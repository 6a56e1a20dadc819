use glam::Vec2;
use rand::Rng;

/// Seconds before a trail particle's fade formula runs out and the particle
/// must be evicted by its owner.
pub const PARTICLE_LIFETIME: f32 = 0.4;

/// One puff of engine exhaust trailing behind a ship.
#[derive(Debug, Clone)]
pub struct Particle {
    pub pos: Vec2,
    pub vel: Vec2,
    pub age: f32,
}

impl Particle {
    /// Spawns at the parent's engine (bottom center), drifting against the
    /// parent's travel direction with a little sideways jitter.
    pub fn trail(parent_pos: Vec2, parent_size: Vec2, parent_vel: Vec2) -> Self {
        let jitter = rand::rng().random_range(-0.15..0.15);
        Self {
            pos: Vec2::new(
                parent_pos.x + parent_size.x / 2.0,
                parent_pos.y + parent_size.y - 10.0,
            ),
            vel: Vec2::new(parent_vel.x * -0.3 + jitter, parent_vel.y * -0.3),
            age: 0.0,
        }
    }

    /// Velocity is pixels per tick, matching how parents assign their own
    /// per-tick velocities, so position moves by one velocity per call.
    pub fn update(&mut self, dt: f32) {
        self.age += dt;
        self.pos += self.vel;
    }

    /// Fades with age, hitting zero at the lifetime limit.
    pub fn opacity(&self) -> f32 {
        (PARTICLE_LIFETIME - self.age).max(0.0).sqrt()
    }

    pub fn is_expired(&self) -> bool {
        self.age > PARTICLE_LIFETIME
    }
}
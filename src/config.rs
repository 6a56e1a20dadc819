use glam::Vec2;
use thiserror::Error;

#[derive(Debug, Error)]
pub enum ConfigError {
    #[error("invalid config: {field} must be positive, got {value}")]
    InvalidArgument { field: &'static str, value: f32 },
}

/// Tuning constants for one game session.
///
/// Built once at startup and passed by reference into the subsystems that
/// need it; nothing reads tuning from ambient state. Session-mutable tuning
/// (current fire delay, laser color) lives on the player instead.
#[derive(Debug, Clone)]
pub struct GameConfig {
    /// Play-field width in field pixels (the stat panel sits outside it)
    pub field_width: f32,
    /// Play-field height in field pixels
    pub field_height: f32,
    /// Player movement speed in pixels per second
    pub player_speed: f32,
    /// Starting player health
    pub player_health: u32,
    /// Player bounding box in field pixels
    pub player_size: Vec2,
    /// Health lost per enemy body collision
    pub collision_damage: u32,
    /// Bomb charges a fresh player carries
    pub starting_bombs: u32,
    /// Seconds between shots at the default fire rate
    pub fire_delay: f32,
    /// Seconds between shots after a speed powerup
    pub boosted_fire_delay: f32,
    /// Enemy bounding box in field pixels
    pub enemy_size: Vec2,
    /// Spawn height above the visible field (negative y)
    pub enemy_spawn_y: f32,
    /// Scale factor k in the fall curve (k * (age - offset))^4
    pub enemy_fall_scale: f32,
    /// Age offset in the fall curve, in seconds
    pub enemy_fall_offset: f32,
    /// Laser bounding box in field pixels
    pub laser_size: Vec2,
    /// Laser speed in pixels per second, straight up
    pub laser_speed: f32,
    /// Powerup bounding box in field pixels
    pub powerup_size: Vec2,
    /// Seconds of alive time between trail particle emissions
    pub particle_interval: f32,
    /// Seconds between enemy spawns at zero kills
    pub base_spawn_interval: f32,
    /// Interval reduction applied per five kills
    pub spawn_interval_step: f32,
    /// Hard minimum spawn interval, reached late in a good run
    pub spawn_interval_floor: f32,
}

impl Default for GameConfig {
    fn default() -> Self {
        Self {
            field_width: 650.0,
            field_height: 600.0,
            player_speed: 250.0,
            player_health: 50,
            player_size: Vec2::new(34.0, 37.0),
            collision_damage: 5,
            starting_bombs: 3,
            fire_delay: 0.15,
            boosted_fire_delay: 0.07,
            enemy_size: Vec2::new(22.0, 23.0),
            enemy_spawn_y: -10.0,
            enemy_fall_scale: 1.8,
            enemy_fall_offset: 0.8,
            laser_size: Vec2::new(4.0, 10.0),
            laser_speed: 500.0,
            powerup_size: Vec2::new(20.0, 20.0),
            particle_interval: 0.5,
            base_spawn_interval: 0.5,
            spawn_interval_step: 0.01,
            spawn_interval_floor: 0.1,
        }
    }
}

impl GameConfig {
    /// Rejects dimensions, speeds, and intervals that would make the
    /// simulation degenerate. Run once before the game loop starts.
    pub fn validate(&self) -> Result<(), ConfigError> {
        let positives = [
            ("field_width", self.field_width),
            ("field_height", self.field_height),
            ("player_speed", self.player_speed),
            ("player_size.x", self.player_size.x),
            ("player_size.y", self.player_size.y),
            ("fire_delay", self.fire_delay),
            ("boosted_fire_delay", self.boosted_fire_delay),
            ("enemy_size.x", self.enemy_size.x),
            ("enemy_size.y", self.enemy_size.y),
            ("enemy_fall_scale", self.enemy_fall_scale),
            ("laser_size.x", self.laser_size.x),
            ("laser_size.y", self.laser_size.y),
            ("laser_speed", self.laser_speed),
            ("powerup_size.x", self.powerup_size.x),
            ("powerup_size.y", self.powerup_size.y),
            ("particle_interval", self.particle_interval),
            ("base_spawn_interval", self.base_spawn_interval),
            ("spawn_interval_floor", self.spawn_interval_floor),
        ];
        for (field, value) in positives {
            if value <= 0.0 {
                return Err(ConfigError::InvalidArgument { field, value });
            }
        }
        Ok(())
    }
}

EXERCISE REQUIREMENTS: Could you return the complete set of entries exactly?

TASK ANSWER:
repository 6a56e1a20dadc819
use glam::Vec2;
use rand::Rng;

/// Seconds before a trail particle's fade formula runs out and the particle
/// must be evicted by its owner.
pub const PARTICLE_LIFETIME: f32 = 0.4;

/// One puff of engine exhaust trailing behind a ship.
#[derive(Debug, Clone)]
pub struct Particle {
    pub pos: Vec2,
    pub vel: Vec2,
    pub age: f32,
}

impl Particle {
    /// Spawns at the parent's engine (bottom center), drifting against the
    /// parent's travel direction with a little sideways jitter.
    pub fn trail(parent_pos: Vec2, parent_size: Vec2, parent_vel: Vec2) -> Self {
        let jitter = rand::rng().random_range(-0.15..0.15);
        Self {
            pos: Vec2::new(
                parent_pos.x + parent_size.x / 2.0,
                parent_pos.y + parent_size.y - 10.0,
            ),
            vel: Vec2::new(parent_vel.x * -0.3 + jitter, parent_vel.y * -0.3),
            age: 0.0,
        }
    }

    /// Velocity is pixels per tick, matching how parents assign their own
    /// per-tick velocities, so position moves by one velocity per call.
    pub fn update(&mut self, dt: f32) {
        self.age += dt;
        self.pos += self.vel;
    }

    /// Fades with age, hitting zero at the lifetime limit.
    pub fn opacity(&self) -> f32 {
        (PARTICLE_LIFETIME - self.age).max(0.0).sqrt()
    }

    pub fn is_expired(&self) -> bool {
        self.age > PARTICLE_LIFETIME
    }
}
filename src/config.rs
repository 6a56e1a20dadc819
use glam::Vec2;
use thiserror::Error;

#[derive(Debug, Error)]
pub enum ConfigError {
    #[error("invalid config: {field} must be positive, got {value}")]
    InvalidArgument { field: &'static str, value: f32 },
}

/// Tuning constants for one game session.
///
/// Built once at startup and passed by reference into the subsystems that
/// need it; nothing reads tuning from ambient state. Session-mutable tuning
/// (current fire delay, laser color) lives on the player instead.
#[derive(Debug, Clone)]
pub struct GameConfig {
    /// Play-field width in field pixels (the stat panel sits outside it)
    pub field_width: f32,
    /// Play-field height in field pixels
    pub field_height: f32,
    /// Player movement speed in pixels per second
    pub player_speed: f32,
    /// Starting player health
    pub player_health: u32,
    /// Player bounding box in field pixels
    pub player_size: Vec2,
    /// Health lost per enemy body collision
    pub collision_damage: u32,
    /// Bomb charges a fresh player carries
    pub starting_bombs: u32,
    /// Seconds between shots at the default fire rate
    pub fire_delay: f32,
    /// Seconds between shots after a speed powerup
    pub boosted_fire_delay: f32,
    /// Enemy bounding box in field pixels
    pub enemy_size: Vec2,
    /// Spawn height above the visible field (negative y)
    pub enemy_spawn_y: f32,
    /// Scale factor k in the fall curve (k * (age - offset))^4
    pub enemy_fall_scale: f32,
    /// Age offset in the fall curve, in seconds
    pub enemy_fall_offset: f32,
    /// Laser bounding box in field pixels
    pub laser_size: Vec2,
    /// Laser speed in pixels per second, straight up
    pub laser_speed: f32,
    /// Powerup bounding box in field pixels
    pub powerup_size: Vec2,
    /// Seconds of alive time between trail particle emissions
    pub particle_interval: f32,
    /// Seconds between enemy spawns at zero kills
    pub base_spawn_interval: f32,
    /// Interval reduction applied per five kills
    pub spawn_interval_step: f32,
    /// Hard minimum spawn interval, reached late in a good run
    pub spawn_interval_floor: f32,
}

impl Default for GameConfig {
    fn default() -> Self {
        Self {
            field_width: 650.0,
            field_height: 600.0,
            player_speed: 250.0,
            player_health: 50,
            player_size: Vec2::new(34.0, 37.0),
            collision_damage: 5,
            starting_bombs: 3,
            fire_delay: 0.15,
            boosted_fire_delay: 0.07,
            enemy_size: Vec2::new(22.0, 23.0),
            enemy_spawn_y: -10.0,
            enemy_fall_scale: 1.8,
            enemy_fall_offset: 0.8,
            laser_size: Vec2::new(4.0, 10.0),
            laser_speed: 500.0,
            powerup_size: Vec2::new(20.0, 20.0),
            particle_interval: 0.5,
            base_spawn_interval: 0.5,
            spawn_interval_step: 0.01,
            spawn_interval_floor: 0.1,
        }
    }
}

impl GameConfig {
    /// Rejects dimensions, speeds, and intervals that would make the
    /// simulation degenerate. Run once before the game loop starts.
    pub fn validate(&self) -> Result<(), ConfigError> {
        let positives = [
            ("field_width", self.field_width),
            ("field_height", self.field_height),
            ("player_speed", self.player_speed),
            ("player_size.x", self.player_size.x),
            ("player_size.y", self.player_size.y),
            ("fire_delay", self.fire_delay),
            ("boosted_fire_delay", self.boosted_fire_delay),
            ("enemy_size.x", self.enemy_size.x),
            ("enemy_size.y", self.enemy_size.y),
            ("enemy_fall_scale", self.enemy_fall_scale),
            ("laser_size.x", self.laser_size.x),
            ("laser_size.y", self.laser_size.y),
            ("laser_speed", self.laser_speed),
            ("powerup_size.x", self.powerup_size.x),
            ("powerup_size.y", self.powerup_size.y),
            ("particle_interval", self.particle_interval),
            ("base_spawn_interval", self.base_spawn_interval),
            ("spawn_interval_floor", self.spawn_interval_floor),
        ];
        for (field, value) in positives {
            if value <= 0.0 {
                return Err(ConfigError::InvalidArgument { field, value });
            }
        }
        Ok(())
    }
}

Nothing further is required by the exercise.